• [WORK REQUIRED] Copy every line from the records that holds the word "crate".

• [GIVEN ENTRIES]
//! Running win and draw counters in the left column.

use std::rc::Rc;

use tictactoe_ui::{Bounds, DrawList, Rectangle, Resources, Texture, TextureError, Widget};

use super::Layout;
use crate::theme::SidebarTheme;

const BORDER_W: f32 = 2.0;
const TITLE_MARGIN: f32 = 30.0;
const NUMBER_MARGIN: f32 = 75.0;

/// Caption plus a big number.
struct ScoreBlock {
    title: Texture,
    count: Texture,
    count_y: f32,
}

pub struct Sidebar {
    width: f32,
    background: Rectangle,
    lines: [Rectangle; 3],
    player1: ScoreBlock,
    player2: ScoreBlock,
    draws: ScoreBlock,
}

impl Sidebar {
    pub fn new(
        resources: &Rc<Resources>,
        layout: &Layout,
        theme: &SidebarTheme,
    ) -> Result<Self, TextureError> {
        let width = layout.sidebar_w - BORDER_W;
        let height = layout.sidebar_h;
        let second_block = (height / 3.0).floor();
        let third_block = second_block * 2.0;

        let background = Rectangle::new(width, height).with_color(theme.background);
        let line = |bounds: Bounds| Rectangle::new(0.0, 0.0).with_bounds(bounds).with_color(theme.lines);
        let lines = [
            line(Bounds::new(width, 0.0, BORDER_W, height)),
            line(Bounds::new(0.0, second_block - BORDER_W, width, BORDER_W)),
            line(Bounds::new(0.0, third_block - BORDER_W, width, BORDER_W)),
        ];

        let block = |caption: &str, top: f32| -> Result<ScoreBlock, TextureError> {
            let mut title = Texture::new(resources);
            title.setup_text(caption, theme.title_size, theme.text_color);
            title.make_text()?;
            center_in_column(&mut title, width, top + TITLE_MARGIN);

            let mut count = Texture::new(resources);
            count.setup_text("0", theme.count_size, theme.text_color);
            count.make_text()?;
            center_in_column(&mut count, width, top + NUMBER_MARGIN);

            Ok(ScoreBlock {
                title,
                count,
                count_y: top + NUMBER_MARGIN,
            })
        };

        Ok(Self {
            width,
            background,
            lines,
            player1: block(&theme.player1_title, 0.0)?,
            player2: block(&theme.player2_title, second_block)?,
            draws: block(&theme.draws_title, third_block)?,
        })
    }

    pub fn set_player1_wins(&mut self, count: u32) {
        Self::show_count(&mut self.player1, self.width, count);
    }

    pub fn set_player2_wins(&mut self, count: u32) {
        Self::show_count(&mut self.player2, self.width, count);
    }

    pub fn set_draws(&mut self, count: u32) {
        Self::show_count(&mut self.draws, self.width, count);
    }

    /// Text currently shown by the three counters.
    pub fn counts(&self) -> [&str; 3] {
        [
            self.player1.count.text(),
            self.player2.count.text(),
            self.draws.count.text(),
        ]
    }

    pub fn draw(&self, list: &mut DrawList) {
        self.background.draw(list);
        for line in &self.lines {
            line.draw(list);
        }
        for block in [&self.player1, &self.player2, &self.draws] {
            block.title.draw(list);
            block.count.draw(list);
        }
    }

    fn show_count(block: &mut ScoreBlock, width: f32, count: u32) {
        block.count.set_text(&count.to_string());
        if let Err(e) = block.count.make_text() {
            log::error!("{}", e);
        }
        center_in_column(&mut block.count, width, block.count_y);
    }
}

fn center_in_column(texture: &mut Texture, width: f32, y: f32) {
    let (w, h) = (texture.width(), texture.height());
    texture.set_rect(Bounds::new(((width - w) / 2.0).floor(), y, w, h));
}

#[cfg(test)]
mod tests {
    use super::*;
    use crate::scene_game::testing::stub_resources;

    fn sidebar() -> Sidebar {
        let layout = Layout::new(640.0, 480.0, 200.0);
        Sidebar::new(&stub_resources(), &layout, &SidebarTheme::default()).unwrap()
    }

    #[test]
    fn test_counters_start_at_zero() {
        assert_eq!(sidebar().counts(), ["0", "0", "0"]);
    }

    #[test]
    fn test_count_is_recentered() {
        let mut sidebar = sidebar();
        sidebar.set_draws(12);
        assert_eq!(sidebar.counts(), ["0", "0", "12"]);

        // stub glyphs are 10 px wide
        let count = &sidebar.draws.count;
        assert_eq!(count.bounds().x(), ((198.0_f32 - 20.0) / 2.0).floor());
        assert_eq!(count.bounds().y(), 160.0 * 2.0 + NUMBER_MARGIN);
    }

    #[test]
    fn test_draw_order_background_first() {
        let mut list = DrawList::new();
        sidebar().draw(&mut list);
        // background, three lines, three titles, three counts
        assert_eq!(list.len(), 10);
        assert!(matches!(
            list.commands()[0],
            tictactoe_ui::DrawCommand::Fill { .. }
        ));
    }
}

• [SOLVED PROBLEM]
use crate::theme::SidebarTheme;
    use crate::scene_game::testing::stub_resources;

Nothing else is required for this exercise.